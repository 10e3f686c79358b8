//! Action execution against a target directory.
//!
//! An [`ActionSet`] runs in a fixed order: `remove`, then `create`, then
//! `move`. Execution is fail-fast: the first failing entry stops the set and
//! whatever was already applied stays applied.

use log::debug;
use std::fs;
use std::path::{Component, Path};

use crate::error::{Error, Result};
use crate::fileset::{compile_glob, join_relative, list_entries};
use crate::template::ActionSet;

const GLOB_META: &[char] = &['*', '?', '[', ']', '{', '}'];

/// Applies the file actions of `actions` inside `target_dir`.
///
/// Plugin call-sites carried by the set are not handled here.
pub fn apply(actions: &ActionSet, target_dir: &Path) -> Result<()> {
    for glob in &actions.remove {
        remove(glob, target_dir)?;
    }
    for path in &actions.create {
        create(path, target_dir)?;
    }
    for (from, to) in &actions.moves {
        move_matches(from, to, target_dir)?;
    }
    Ok(())
}

/// Deletes every entry matching `glob`; directories go recursively.
///
/// A trailing `/` restricts the glob to directories.
pub fn remove(glob: &str, target_dir: &Path) -> Result<usize> {
    check_relative(glob)?;
    let (pattern, directories_only) = match glob.strip_suffix('/') {
        Some(dir) if !dir.is_empty() => (dir, true),
        _ => (glob, false),
    };
    let matcher = compile_glob(pattern)
        .map_err(|e| Error::ActionError(format!("invalid glob '{glob}': {e}")))?
        .compile_matcher();

    let matched: Vec<String> = list_entries(target_dir, false)?
        .into_iter()
        .filter(|relative| matcher.is_match(relative))
        .filter(|relative| !directories_only || join_relative(target_dir, relative).is_dir())
        .collect();
    let matched = outermost(matched);

    for relative in &matched {
        let path = join_relative(target_dir, relative);
        remove_path(&path)?;
        println!("Removed: '{}'", path.display());
    }
    if matched.is_empty() {
        debug!("Nothing matches '{glob}', nothing to remove");
    }
    Ok(matched.len())
}

/// Ensures `path` exists; a trailing `/` asks for a directory.
///
/// Existing entries are left untouched.
pub fn create(path: &str, target_dir: &Path) -> Result<bool> {
    check_relative(path)?;
    if path.contains(GLOB_META) {
        return Err(Error::ActionError(format!(
            "cannot create '{path}': creation targets must be literal paths"
        )));
    }

    let destination = join_relative(target_dir, path);
    if destination.exists() {
        debug!("'{}' already exists", destination.display());
        return Ok(false);
    }

    if path.ends_with('/') {
        fs::create_dir_all(&destination)?;
    } else {
        if let Some(parent) = destination.parent() {
            fs::create_dir_all(parent)?;
        }
        fs::File::create(&destination)?;
    }
    println!("Created: '{}'", destination.display());
    Ok(true)
}

/// Relocates every match of `from` to the path derived from `to`.
pub fn move_matches(from: &str, to: &str, target_dir: &Path) -> Result<usize> {
    check_relative(from)?;
    check_relative(to)?;
    let candidates = list_entries(target_dir, false)?;
    let plan = plan_rewrites(from, to, &candidates, |relative| {
        join_relative(target_dir, relative).is_dir()
    })?;

    for (source, destination) in &plan {
        if source == destination {
            continue;
        }
        if destination.starts_with(&format!("{source}/")) {
            return Err(Error::ActionError(format!(
                "cannot move '{source}' into itself ('{destination}')"
            )));
        }
        let source_path = join_relative(target_dir, source);
        let destination_path = join_relative(target_dir, destination);
        if destination_path.exists() {
            remove_path(&destination_path)?;
        }
        if let Some(parent) = destination_path.parent() {
            fs::create_dir_all(parent)?;
        }
        fs::rename(&source_path, &destination_path)?;
        println!("Moved: '{}' -> '{}'", source_path.display(), destination_path.display());
    }
    Ok(plan.len())
}

fn remove_path(path: &Path) -> Result<()> {
    if path.is_dir() {
        fs::remove_dir_all(path)?;
    } else {
        fs::remove_file(path)?;
    }
    Ok(())
}

/// Rejects absolute globs and globs climbing out of the target directory.
fn check_relative(glob: &str) -> Result<()> {
    let path = Path::new(glob);
    if glob.is_empty() || glob.starts_with('/') || path.is_absolute() {
        return Err(Error::ActionError(format!(
            "'{glob}' must be a path relative to the target directory"
        )));
    }
    if path.components().any(|c| matches!(c, Component::ParentDir)) {
        return Err(Error::ActionError(format!("'{glob}' escapes the target directory")));
    }
    Ok(())
}

/// Drops entries whose ancestor is also in the (sorted) list.
fn outermost(mut entries: Vec<String>) -> Vec<String> {
    entries.sort();
    let mut kept: Vec<String> = Vec::with_capacity(entries.len());
    for entry in entries {
        let nested = kept.iter().any(|parent| entry.starts_with(&format!("{parent}/")));
        if !nested {
            kept.push(entry);
        }
    }
    kept
}

/// Recognised shapes of a rewrite source.
#[derive(Debug, Clone, PartialEq, Eq)]
enum SourceShape {
    /// `deno.unstable.json`
    Exact(String),
    /// `src/` or `src/**`
    DirectoryPrefix(String),
    /// `src/*` or `deno.json*`; holds the text before the `*`
    TrailingWildcard(String),
}

/// Recognised shapes of a rewrite destination.
#[derive(Debug, Clone, PartialEq, Eq)]
enum DestinationShape {
    /// `deno.json`
    Literal(String),
    /// `lib/` or `lib/**`
    Directory(String),
    /// `config.*`; holds the text before the `*`
    Concat(String),
}

fn is_literal(s: &str) -> bool {
    !s.contains(GLOB_META)
}

fn classify_source(glob: &str) -> Result<SourceShape> {
    if is_literal(glob) {
        return Ok(match glob.strip_suffix('/') {
            Some(dir) if !dir.is_empty() => SourceShape::DirectoryPrefix(dir.to_string()),
            _ => SourceShape::Exact(glob.to_string()),
        });
    }
    if let Some(dir) = glob.strip_suffix("/**") {
        if !dir.is_empty() && is_literal(dir) {
            return Ok(SourceShape::DirectoryPrefix(dir.to_string()));
        }
    }
    if let Some(prefix) = glob.strip_suffix('*') {
        if is_literal(prefix) {
            return Ok(SourceShape::TrailingWildcard(prefix.to_string()));
        }
    }
    Err(Error::ActionError(format!(
        "ambiguous source glob '{glob}': only exact paths, directory prefixes and a single trailing '*' can be rewritten"
    )))
}

fn classify_destination(glob: &str) -> Result<DestinationShape> {
    if is_literal(glob) {
        return Ok(match glob.strip_suffix('/') {
            Some(dir) if !dir.is_empty() => DestinationShape::Directory(dir.to_string()),
            _ => DestinationShape::Literal(glob.to_string()),
        });
    }
    if let Some(dir) = glob.strip_suffix("/**") {
        if !dir.is_empty() && is_literal(dir) {
            return Ok(DestinationShape::Directory(dir.to_string()));
        }
    }
    if let Some(prefix) = glob.strip_suffix('*') {
        if is_literal(prefix) {
            return Ok(DestinationShape::Concat(prefix.to_string()));
        }
    }
    Err(Error::ActionError(format!(
        "ambiguous destination glob '{glob}': only literal paths, directories and a single trailing '*' are supported"
    )))
}

fn file_name(relative: &str) -> &str {
    relative.rsplit('/').next().unwrap_or(relative)
}

/// Computes `(source, destination)` pairs for a `[from, to]` rewrite.
///
/// `candidates` are sorted relative paths of the tree being rewritten and
/// `is_dir` tells whether a destination path is an existing directory.
pub(crate) fn plan_rewrites<F>(
    from: &str,
    to: &str,
    candidates: &[String],
    is_dir: F,
) -> Result<Vec<(String, String)>>
where
    F: Fn(&str) -> bool,
{
    let source = classify_source(from)?;
    let destination = classify_destination(to)?;

    let matched: Vec<(String, String)> = match &source {
        SourceShape::Exact(path) => candidates
            .iter()
            .filter(|c| *c == path)
            .map(|c| (c.clone(), file_name(c).to_string()))
            .collect(),
        SourceShape::DirectoryPrefix(dir) => {
            let prefix = format!("{dir}/");
            let nested: Vec<String> = candidates.iter().filter(|c| c.starts_with(&prefix)).cloned().collect();
            outermost(nested)
                .into_iter()
                .map(|c| {
                    let captured = c[prefix.len()..].to_string();
                    (c, captured)
                })
                .collect()
        }
        SourceShape::TrailingWildcard(prefix) => candidates
            .iter()
            .filter_map(|c| {
                let captured = c.strip_prefix(prefix.as_str())?;
                (!captured.contains('/')).then(|| (c.clone(), captured.to_string()))
            })
            .collect(),
    };

    let total = matched.len();
    matched
        .into_iter()
        .map(|(path, captured)| {
            let target = match (&source, &destination) {
                (SourceShape::DirectoryPrefix(_), DestinationShape::Literal(dir))
                | (SourceShape::DirectoryPrefix(_), DestinationShape::Directory(dir)) => {
                    format!("{dir}/{captured}")
                }
                (_, DestinationShape::Directory(dir)) => format!("{dir}/{}", file_name(&path)),
                (_, DestinationShape::Literal(literal)) if is_dir(literal.as_str()) => {
                    format!("{literal}/{}", file_name(&path))
                }
                (_, DestinationShape::Literal(literal)) if total == 1 => literal.clone(),
                (_, DestinationShape::Literal(literal)) => {
                    return Err(Error::ActionError(format!(
                        "'{from}' matches {total} entries but '{literal}' is a single path"
                    )))
                }
                (SourceShape::TrailingWildcard(_), DestinationShape::Concat(prefix)) => {
                    format!("{prefix}{captured}")
                }
                (_, DestinationShape::Concat(_)) => {
                    return Err(Error::ActionError(format!(
                        "cannot rewrite '{from}' into '{to}': a trailing '*' destination needs a trailing '*' source"
                    )))
                }
            };
            Ok((path, target))
        })
        .collect()
}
--------
> **WORK TASK**: Please give again the lines above between the line holding "let plan = plan_rewrites(from, to, &candidates, |relative|" and the line holding "fn check_relative(glob: &str)", inclusive, exactly as they are and with nothing added.

> **COMPLETED EXERCISE**:
    let plan = plan_rewrites(from, to, &candidates, |relative| {
        join_relative(target_dir, relative).is_dir()
    })?;

    for (source, destination) in &plan {
        if source == destination {
            continue;
        }
        if destination.starts_with(&format!("{source}/")) {
            return Err(Error::ActionError(format!(
                "cannot move '{source}' into itself ('{destination}')"
            )));
        }
        let source_path = join_relative(target_dir, source);
        let destination_path = join_relative(target_dir, destination);
        if destination_path.exists() {
            remove_path(&destination_path)?;
        }
        if let Some(parent) = destination_path.parent() {
            fs::create_dir_all(parent)?;
        }
        fs::rename(&source_path, &destination_path)?;
        println!("Moved: '{}' -> '{}'", source_path.display(), destination_path.display());
    }
    Ok(plan.len())
}

fn remove_path(path: &Path) -> Result<()> {
    if path.is_dir() {
        fs::remove_dir_all(path)?;
    } else {
        fs::remove_file(path)?;
    }
    Ok(())
}

/// Rejects absolute globs and globs climbing out of the target directory.
fn check_relative(glob: &str) -> Result<()> {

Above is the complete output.